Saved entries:
#####

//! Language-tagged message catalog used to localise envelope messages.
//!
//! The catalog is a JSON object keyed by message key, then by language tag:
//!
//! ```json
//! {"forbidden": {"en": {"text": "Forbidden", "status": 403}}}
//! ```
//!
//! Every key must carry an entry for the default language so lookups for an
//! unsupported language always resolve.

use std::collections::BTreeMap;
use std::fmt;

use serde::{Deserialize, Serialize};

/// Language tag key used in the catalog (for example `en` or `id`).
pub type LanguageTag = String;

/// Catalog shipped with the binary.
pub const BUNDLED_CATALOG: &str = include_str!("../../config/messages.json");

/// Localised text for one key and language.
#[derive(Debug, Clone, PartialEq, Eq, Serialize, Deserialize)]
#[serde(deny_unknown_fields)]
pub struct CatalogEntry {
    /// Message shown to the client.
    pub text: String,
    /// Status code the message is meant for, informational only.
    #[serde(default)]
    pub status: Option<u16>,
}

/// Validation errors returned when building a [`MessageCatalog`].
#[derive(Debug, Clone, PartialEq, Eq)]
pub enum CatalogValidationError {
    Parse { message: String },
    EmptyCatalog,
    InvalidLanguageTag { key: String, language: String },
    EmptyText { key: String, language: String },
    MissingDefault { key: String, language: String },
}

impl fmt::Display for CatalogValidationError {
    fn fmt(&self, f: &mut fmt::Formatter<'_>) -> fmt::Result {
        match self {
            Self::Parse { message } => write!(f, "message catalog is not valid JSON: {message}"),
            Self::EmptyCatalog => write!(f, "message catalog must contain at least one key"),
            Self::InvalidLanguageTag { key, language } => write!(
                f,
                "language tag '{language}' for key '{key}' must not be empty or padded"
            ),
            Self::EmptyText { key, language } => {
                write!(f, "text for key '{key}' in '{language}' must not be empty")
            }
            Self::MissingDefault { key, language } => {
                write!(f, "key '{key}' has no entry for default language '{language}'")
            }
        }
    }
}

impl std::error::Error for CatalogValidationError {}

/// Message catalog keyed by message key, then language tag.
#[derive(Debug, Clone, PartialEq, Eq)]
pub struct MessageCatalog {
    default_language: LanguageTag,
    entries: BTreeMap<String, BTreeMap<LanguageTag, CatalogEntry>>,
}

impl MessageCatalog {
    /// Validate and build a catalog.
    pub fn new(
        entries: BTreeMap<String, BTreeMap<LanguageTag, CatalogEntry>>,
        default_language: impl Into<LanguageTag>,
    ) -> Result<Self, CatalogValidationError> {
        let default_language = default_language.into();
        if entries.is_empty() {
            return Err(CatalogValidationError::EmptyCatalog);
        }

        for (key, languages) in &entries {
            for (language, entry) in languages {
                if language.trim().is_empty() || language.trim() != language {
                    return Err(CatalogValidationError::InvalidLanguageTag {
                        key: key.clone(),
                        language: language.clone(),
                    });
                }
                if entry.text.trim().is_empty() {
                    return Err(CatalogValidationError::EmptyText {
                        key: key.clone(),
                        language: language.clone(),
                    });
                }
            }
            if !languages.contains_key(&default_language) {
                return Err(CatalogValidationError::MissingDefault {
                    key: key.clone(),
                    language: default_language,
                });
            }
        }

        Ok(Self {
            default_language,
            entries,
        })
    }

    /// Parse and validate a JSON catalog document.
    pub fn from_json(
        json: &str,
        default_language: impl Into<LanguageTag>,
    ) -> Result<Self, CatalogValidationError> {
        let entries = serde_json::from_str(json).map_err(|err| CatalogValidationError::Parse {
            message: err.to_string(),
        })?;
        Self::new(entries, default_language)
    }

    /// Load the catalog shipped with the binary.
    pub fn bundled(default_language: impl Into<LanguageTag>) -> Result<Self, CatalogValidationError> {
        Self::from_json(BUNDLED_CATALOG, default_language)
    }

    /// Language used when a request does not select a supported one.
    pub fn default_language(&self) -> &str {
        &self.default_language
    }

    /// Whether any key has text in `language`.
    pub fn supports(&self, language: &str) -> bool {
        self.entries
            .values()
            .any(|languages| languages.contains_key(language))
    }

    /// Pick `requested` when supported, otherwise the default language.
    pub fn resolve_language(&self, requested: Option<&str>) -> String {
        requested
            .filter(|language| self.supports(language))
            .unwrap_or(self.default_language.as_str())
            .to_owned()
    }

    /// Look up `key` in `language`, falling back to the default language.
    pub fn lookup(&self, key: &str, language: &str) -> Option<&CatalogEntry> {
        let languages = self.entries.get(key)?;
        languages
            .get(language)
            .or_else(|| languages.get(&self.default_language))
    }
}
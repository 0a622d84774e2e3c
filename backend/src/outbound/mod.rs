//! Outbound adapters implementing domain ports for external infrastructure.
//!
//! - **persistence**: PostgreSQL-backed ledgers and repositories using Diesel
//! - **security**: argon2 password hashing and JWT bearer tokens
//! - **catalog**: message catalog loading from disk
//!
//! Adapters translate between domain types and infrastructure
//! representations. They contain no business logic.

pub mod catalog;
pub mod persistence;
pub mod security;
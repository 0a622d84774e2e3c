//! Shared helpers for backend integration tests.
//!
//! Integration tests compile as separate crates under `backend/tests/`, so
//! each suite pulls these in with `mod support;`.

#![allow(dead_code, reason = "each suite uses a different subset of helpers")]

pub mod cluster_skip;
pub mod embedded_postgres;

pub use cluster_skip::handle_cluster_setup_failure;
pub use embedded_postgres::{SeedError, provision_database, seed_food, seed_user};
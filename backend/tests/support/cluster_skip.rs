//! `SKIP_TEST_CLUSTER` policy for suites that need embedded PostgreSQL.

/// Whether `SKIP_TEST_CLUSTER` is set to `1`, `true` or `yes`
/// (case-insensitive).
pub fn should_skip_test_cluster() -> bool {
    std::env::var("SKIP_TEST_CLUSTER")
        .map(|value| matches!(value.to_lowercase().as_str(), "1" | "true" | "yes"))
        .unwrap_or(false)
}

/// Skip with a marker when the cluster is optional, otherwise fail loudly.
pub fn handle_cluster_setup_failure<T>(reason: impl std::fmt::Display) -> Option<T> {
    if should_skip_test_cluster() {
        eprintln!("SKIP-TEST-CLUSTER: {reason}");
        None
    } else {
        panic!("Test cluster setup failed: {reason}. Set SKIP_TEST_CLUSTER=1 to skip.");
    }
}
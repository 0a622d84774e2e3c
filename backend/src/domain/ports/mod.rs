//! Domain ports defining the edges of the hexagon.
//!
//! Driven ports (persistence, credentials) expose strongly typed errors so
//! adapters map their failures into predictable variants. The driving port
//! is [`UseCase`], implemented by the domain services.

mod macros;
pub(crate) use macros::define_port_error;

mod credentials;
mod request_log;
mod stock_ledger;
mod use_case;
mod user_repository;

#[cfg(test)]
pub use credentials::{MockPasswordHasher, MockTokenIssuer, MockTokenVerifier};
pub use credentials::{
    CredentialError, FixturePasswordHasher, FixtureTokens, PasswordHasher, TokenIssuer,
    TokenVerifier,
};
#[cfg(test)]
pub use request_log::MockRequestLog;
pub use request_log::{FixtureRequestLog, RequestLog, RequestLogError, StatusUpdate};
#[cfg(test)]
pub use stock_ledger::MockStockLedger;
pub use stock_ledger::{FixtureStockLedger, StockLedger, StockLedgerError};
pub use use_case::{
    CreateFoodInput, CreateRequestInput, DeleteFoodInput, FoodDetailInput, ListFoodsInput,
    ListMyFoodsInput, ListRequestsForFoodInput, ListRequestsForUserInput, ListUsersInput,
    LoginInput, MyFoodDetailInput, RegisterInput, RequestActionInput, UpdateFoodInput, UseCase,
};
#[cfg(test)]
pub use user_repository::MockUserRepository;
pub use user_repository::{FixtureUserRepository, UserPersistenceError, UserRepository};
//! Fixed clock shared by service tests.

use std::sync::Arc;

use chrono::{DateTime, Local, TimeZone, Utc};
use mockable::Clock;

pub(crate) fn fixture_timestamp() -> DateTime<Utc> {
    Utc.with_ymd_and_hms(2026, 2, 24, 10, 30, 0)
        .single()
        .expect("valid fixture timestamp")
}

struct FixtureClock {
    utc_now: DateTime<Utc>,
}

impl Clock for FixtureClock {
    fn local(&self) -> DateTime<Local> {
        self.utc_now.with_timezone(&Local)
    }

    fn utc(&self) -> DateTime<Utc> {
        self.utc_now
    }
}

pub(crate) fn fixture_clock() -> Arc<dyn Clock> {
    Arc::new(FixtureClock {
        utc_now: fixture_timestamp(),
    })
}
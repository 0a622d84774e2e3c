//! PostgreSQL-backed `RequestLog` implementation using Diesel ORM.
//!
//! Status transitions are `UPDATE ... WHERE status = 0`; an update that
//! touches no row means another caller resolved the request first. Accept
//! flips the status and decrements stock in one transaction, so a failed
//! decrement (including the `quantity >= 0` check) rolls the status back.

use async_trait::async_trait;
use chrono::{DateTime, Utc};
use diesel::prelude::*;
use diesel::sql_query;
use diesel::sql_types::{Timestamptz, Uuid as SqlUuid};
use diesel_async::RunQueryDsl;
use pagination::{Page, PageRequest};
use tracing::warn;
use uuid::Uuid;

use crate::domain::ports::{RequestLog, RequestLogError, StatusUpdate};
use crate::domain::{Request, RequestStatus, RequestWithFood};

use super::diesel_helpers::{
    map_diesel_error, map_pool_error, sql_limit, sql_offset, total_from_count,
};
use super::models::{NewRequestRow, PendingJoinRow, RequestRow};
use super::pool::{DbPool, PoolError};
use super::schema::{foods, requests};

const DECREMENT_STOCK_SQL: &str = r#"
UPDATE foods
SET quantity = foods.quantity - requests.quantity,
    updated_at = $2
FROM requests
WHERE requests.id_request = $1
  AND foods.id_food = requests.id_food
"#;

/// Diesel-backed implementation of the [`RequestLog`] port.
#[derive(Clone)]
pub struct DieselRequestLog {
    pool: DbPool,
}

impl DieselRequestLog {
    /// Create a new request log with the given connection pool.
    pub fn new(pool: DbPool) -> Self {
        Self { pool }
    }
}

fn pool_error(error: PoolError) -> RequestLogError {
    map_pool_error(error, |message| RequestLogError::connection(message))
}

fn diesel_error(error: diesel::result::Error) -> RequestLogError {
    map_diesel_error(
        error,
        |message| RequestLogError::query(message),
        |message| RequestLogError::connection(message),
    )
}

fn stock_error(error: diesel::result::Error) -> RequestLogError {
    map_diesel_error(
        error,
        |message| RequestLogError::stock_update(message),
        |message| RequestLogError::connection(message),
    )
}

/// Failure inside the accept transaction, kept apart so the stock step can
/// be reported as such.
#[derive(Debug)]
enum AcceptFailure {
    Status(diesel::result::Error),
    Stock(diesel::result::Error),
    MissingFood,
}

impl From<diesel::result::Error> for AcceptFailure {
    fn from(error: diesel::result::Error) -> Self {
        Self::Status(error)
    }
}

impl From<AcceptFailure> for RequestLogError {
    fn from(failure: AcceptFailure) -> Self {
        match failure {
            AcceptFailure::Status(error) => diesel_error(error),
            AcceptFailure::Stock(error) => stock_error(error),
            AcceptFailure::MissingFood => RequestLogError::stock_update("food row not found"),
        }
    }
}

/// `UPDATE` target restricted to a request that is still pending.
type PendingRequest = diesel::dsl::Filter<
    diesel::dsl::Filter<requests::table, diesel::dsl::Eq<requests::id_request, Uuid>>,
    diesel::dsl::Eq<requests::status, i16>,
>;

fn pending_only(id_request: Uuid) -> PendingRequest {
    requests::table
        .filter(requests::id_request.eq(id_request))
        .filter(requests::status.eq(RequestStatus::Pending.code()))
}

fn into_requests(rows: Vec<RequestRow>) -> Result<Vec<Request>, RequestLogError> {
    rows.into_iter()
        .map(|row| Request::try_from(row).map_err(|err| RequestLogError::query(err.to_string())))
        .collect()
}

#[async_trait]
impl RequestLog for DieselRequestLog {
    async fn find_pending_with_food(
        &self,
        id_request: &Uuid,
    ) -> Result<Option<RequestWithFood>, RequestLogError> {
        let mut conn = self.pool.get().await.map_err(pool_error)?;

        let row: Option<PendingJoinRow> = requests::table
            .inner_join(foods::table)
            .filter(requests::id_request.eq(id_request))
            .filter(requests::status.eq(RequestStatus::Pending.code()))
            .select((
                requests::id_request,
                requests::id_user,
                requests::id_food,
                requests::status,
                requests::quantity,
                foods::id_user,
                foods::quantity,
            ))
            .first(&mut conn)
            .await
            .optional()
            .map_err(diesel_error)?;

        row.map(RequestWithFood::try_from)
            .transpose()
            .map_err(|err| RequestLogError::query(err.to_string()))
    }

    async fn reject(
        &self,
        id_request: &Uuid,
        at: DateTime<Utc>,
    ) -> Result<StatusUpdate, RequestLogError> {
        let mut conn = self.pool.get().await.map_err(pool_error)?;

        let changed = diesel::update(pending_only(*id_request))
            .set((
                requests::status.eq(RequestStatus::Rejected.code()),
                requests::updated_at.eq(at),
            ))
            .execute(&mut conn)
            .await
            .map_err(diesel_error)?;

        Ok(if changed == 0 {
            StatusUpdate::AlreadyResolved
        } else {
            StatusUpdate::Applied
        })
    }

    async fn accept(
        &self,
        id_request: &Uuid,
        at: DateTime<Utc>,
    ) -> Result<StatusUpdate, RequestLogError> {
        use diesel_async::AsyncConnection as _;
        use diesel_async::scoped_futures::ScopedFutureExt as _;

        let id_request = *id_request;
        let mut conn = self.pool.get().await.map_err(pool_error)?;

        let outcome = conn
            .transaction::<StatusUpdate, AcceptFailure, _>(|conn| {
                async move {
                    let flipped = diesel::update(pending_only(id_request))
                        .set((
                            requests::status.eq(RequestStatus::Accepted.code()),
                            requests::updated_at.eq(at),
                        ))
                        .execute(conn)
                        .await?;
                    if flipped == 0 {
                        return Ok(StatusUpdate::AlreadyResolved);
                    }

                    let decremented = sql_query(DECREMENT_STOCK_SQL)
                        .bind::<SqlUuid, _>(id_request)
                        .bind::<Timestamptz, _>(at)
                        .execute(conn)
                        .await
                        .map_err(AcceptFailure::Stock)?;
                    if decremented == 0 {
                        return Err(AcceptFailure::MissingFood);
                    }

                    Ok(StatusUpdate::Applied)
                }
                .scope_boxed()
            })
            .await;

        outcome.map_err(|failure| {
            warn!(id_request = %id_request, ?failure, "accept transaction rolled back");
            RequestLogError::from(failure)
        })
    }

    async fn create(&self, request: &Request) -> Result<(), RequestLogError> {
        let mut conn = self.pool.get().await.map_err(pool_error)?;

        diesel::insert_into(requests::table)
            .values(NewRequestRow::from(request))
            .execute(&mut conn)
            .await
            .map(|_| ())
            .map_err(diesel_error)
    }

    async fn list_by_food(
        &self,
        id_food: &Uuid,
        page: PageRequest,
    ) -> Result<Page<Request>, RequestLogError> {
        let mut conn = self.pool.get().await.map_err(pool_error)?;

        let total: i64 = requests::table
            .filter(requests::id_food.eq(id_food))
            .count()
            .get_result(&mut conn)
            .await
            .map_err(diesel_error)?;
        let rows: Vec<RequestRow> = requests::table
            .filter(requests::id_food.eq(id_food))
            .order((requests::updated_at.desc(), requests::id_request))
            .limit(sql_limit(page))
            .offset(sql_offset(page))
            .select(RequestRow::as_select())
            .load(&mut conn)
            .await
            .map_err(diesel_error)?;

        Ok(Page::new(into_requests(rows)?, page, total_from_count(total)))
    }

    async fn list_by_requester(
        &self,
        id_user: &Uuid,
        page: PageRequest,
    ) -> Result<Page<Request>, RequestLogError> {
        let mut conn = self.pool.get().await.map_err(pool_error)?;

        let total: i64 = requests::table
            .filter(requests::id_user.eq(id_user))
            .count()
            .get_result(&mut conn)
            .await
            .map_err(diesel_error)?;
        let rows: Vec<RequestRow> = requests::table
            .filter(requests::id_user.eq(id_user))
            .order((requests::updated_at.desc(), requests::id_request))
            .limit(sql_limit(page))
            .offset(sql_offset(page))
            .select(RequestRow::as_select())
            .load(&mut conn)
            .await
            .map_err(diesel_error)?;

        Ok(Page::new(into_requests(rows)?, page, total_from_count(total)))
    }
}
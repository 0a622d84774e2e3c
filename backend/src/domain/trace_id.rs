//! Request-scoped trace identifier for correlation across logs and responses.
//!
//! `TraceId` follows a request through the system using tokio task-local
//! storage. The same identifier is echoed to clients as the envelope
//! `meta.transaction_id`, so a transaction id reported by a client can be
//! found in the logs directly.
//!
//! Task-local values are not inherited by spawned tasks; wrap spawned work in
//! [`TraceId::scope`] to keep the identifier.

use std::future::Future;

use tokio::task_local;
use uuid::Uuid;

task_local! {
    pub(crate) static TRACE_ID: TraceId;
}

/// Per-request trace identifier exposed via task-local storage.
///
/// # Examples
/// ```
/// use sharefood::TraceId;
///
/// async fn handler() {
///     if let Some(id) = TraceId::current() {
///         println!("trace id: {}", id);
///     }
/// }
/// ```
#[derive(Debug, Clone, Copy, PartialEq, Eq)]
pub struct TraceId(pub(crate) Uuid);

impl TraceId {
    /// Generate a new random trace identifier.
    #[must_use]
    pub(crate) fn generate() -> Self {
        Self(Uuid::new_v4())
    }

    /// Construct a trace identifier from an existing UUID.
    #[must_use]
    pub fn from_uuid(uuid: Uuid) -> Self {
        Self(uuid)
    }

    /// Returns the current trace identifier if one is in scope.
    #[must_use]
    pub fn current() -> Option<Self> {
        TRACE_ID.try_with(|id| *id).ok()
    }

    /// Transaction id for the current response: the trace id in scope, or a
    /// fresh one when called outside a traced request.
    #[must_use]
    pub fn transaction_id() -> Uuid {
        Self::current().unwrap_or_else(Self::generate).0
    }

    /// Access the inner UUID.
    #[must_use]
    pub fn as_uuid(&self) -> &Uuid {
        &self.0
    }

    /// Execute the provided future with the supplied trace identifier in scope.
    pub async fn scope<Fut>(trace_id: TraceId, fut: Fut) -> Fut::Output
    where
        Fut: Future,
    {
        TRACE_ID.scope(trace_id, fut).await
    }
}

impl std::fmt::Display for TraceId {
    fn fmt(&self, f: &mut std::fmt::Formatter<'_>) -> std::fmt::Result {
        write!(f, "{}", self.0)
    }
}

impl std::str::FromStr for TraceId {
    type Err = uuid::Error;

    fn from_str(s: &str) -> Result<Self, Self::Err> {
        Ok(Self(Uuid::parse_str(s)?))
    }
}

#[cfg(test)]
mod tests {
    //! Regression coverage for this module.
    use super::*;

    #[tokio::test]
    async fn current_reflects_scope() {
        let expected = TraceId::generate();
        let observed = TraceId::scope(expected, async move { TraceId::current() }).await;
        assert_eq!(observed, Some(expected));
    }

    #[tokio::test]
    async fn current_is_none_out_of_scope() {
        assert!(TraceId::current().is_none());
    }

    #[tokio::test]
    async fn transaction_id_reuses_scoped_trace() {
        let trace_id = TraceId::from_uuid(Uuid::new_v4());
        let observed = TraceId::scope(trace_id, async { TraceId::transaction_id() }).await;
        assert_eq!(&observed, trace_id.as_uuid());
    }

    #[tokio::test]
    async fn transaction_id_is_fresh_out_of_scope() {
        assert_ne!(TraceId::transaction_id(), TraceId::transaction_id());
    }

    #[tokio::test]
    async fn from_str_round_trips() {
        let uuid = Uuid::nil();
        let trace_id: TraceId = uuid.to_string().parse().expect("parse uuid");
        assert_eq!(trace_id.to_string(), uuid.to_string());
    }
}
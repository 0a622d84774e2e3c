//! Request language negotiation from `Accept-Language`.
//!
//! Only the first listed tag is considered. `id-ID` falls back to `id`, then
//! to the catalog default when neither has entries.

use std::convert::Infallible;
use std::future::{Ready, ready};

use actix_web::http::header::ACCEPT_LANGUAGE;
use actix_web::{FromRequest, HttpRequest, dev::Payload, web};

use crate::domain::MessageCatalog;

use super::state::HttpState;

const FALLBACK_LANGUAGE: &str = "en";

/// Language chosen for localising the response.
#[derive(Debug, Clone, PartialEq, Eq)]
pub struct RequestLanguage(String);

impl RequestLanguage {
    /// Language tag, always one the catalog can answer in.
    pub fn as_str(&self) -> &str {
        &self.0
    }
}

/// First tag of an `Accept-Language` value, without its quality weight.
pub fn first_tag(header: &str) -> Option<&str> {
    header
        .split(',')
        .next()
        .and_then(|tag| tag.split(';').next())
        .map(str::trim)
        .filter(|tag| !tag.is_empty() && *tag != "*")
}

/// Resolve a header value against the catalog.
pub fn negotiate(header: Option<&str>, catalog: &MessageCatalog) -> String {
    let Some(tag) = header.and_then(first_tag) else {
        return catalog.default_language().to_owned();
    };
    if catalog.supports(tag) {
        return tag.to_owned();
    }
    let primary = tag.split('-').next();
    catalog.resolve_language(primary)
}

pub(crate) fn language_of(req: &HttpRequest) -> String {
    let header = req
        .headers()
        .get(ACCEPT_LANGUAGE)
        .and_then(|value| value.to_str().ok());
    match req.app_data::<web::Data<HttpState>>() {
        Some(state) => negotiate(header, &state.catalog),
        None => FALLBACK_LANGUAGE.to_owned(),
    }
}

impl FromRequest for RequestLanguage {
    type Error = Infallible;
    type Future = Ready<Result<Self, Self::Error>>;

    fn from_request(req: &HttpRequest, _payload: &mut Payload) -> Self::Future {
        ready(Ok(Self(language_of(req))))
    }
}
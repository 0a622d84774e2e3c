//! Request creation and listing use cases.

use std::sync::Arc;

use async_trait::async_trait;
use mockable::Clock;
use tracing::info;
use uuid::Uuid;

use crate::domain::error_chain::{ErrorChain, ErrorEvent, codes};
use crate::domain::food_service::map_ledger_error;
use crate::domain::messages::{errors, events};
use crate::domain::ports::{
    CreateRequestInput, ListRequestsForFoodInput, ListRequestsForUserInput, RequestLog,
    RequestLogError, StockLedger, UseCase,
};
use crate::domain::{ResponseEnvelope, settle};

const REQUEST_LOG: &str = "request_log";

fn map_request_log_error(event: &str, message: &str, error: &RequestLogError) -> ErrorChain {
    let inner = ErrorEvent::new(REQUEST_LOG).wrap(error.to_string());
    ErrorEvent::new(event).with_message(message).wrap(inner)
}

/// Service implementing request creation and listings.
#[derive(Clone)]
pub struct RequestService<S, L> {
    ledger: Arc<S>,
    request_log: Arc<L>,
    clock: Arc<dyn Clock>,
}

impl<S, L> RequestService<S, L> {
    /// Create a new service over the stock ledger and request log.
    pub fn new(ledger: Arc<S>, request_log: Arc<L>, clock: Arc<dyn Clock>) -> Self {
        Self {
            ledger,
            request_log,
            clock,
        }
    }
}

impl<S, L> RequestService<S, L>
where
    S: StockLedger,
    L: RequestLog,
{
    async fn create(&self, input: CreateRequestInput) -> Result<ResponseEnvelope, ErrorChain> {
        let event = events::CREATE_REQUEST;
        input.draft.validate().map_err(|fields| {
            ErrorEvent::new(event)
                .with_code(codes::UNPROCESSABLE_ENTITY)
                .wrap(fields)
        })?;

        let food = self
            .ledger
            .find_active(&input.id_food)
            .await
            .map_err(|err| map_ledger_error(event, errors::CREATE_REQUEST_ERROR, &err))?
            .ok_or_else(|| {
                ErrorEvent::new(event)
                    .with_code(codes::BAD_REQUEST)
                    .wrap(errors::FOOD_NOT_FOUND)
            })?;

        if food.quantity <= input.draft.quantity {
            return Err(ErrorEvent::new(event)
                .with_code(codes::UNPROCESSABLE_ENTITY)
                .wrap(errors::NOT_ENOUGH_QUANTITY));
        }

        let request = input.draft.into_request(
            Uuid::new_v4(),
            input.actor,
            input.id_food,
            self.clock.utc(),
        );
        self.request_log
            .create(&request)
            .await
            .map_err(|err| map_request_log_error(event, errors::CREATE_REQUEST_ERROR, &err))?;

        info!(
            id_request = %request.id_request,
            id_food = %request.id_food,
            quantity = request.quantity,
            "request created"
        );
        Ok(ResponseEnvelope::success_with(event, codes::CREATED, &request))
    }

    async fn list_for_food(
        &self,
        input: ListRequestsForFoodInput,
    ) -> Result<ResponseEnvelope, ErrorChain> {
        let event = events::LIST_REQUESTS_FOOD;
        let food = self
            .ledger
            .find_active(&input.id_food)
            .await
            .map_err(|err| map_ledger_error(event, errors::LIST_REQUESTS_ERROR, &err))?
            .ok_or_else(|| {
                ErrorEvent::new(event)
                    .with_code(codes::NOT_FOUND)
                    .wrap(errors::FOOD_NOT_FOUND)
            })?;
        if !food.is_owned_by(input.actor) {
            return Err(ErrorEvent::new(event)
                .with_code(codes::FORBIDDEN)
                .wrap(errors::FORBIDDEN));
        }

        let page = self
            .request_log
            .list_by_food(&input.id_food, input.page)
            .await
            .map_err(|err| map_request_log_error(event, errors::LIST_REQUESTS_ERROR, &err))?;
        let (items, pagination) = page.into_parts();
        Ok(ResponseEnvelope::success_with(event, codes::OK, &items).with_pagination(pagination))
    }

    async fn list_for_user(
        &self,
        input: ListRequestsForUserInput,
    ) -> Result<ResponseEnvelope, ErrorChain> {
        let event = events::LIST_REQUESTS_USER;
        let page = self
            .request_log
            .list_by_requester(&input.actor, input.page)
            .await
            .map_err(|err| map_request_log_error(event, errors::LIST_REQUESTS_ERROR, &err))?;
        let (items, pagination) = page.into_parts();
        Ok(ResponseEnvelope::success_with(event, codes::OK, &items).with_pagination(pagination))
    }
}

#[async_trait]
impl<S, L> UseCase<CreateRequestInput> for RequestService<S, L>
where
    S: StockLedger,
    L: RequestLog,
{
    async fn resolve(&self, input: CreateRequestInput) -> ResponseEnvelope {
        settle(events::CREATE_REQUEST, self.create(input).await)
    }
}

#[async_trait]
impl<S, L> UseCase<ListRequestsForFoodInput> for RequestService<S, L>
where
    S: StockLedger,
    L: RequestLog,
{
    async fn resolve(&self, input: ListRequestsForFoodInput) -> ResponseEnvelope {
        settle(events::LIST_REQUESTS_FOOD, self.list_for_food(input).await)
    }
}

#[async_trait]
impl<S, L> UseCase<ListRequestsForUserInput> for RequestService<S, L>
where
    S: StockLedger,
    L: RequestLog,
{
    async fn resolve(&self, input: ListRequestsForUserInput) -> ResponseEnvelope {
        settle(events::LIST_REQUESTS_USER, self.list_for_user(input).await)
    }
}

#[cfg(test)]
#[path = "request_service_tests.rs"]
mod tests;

#####

TO DO:
All that belongs in the answer is an exact copy of the lines from the start of the records above through the line with "catalog is not".

SOLUTION:
//! Language-tagged message catalog used to localise envelope messages.
//!
//! The catalog is a JSON object keyed by message key, then by language tag:
//!
//! ```json
//! {"forbidden": {"en": {"text": "Forbidden", "status": 403}}}
//! ```
//!
//! Every key must carry an entry for the default language so lookups for an
//! unsupported language always resolve.

use std::collections::BTreeMap;
use std::fmt;

use serde::{Deserialize, Serialize};

/// Language tag key used in the catalog (for example `en` or `id`).
pub type LanguageTag = String;

/// Catalog shipped with the binary.
pub const BUNDLED_CATALOG: &str = include_str!("../../config/messages.json");

/// Localised text for one key and language.
#[derive(Debug, Clone, PartialEq, Eq, Serialize, Deserialize)]
#[serde(deny_unknown_fields)]
pub struct CatalogEntry {
    /// Message shown to the client.
    pub text: String,
    /// Status code the message is meant for, informational only.
    #[serde(default)]
    pub status: Option<u16>,
}

/// Validation errors returned when building a [`MessageCatalog`].
#[derive(Debug, Clone, PartialEq, Eq)]
pub enum CatalogValidationError {
    Parse { message: String },
    EmptyCatalog,
    InvalidLanguageTag { key: String, language: String },
    EmptyText { key: String, language: String },
    MissingDefault { key: String, language: String },
}

impl fmt::Display for CatalogValidationError {
    fn fmt(&self, f: &mut fmt::Formatter<'_>) -> fmt::Result {
        match self {
            Self::Parse { message } => write!(f, "message catalog is not valid JSON: {message}"),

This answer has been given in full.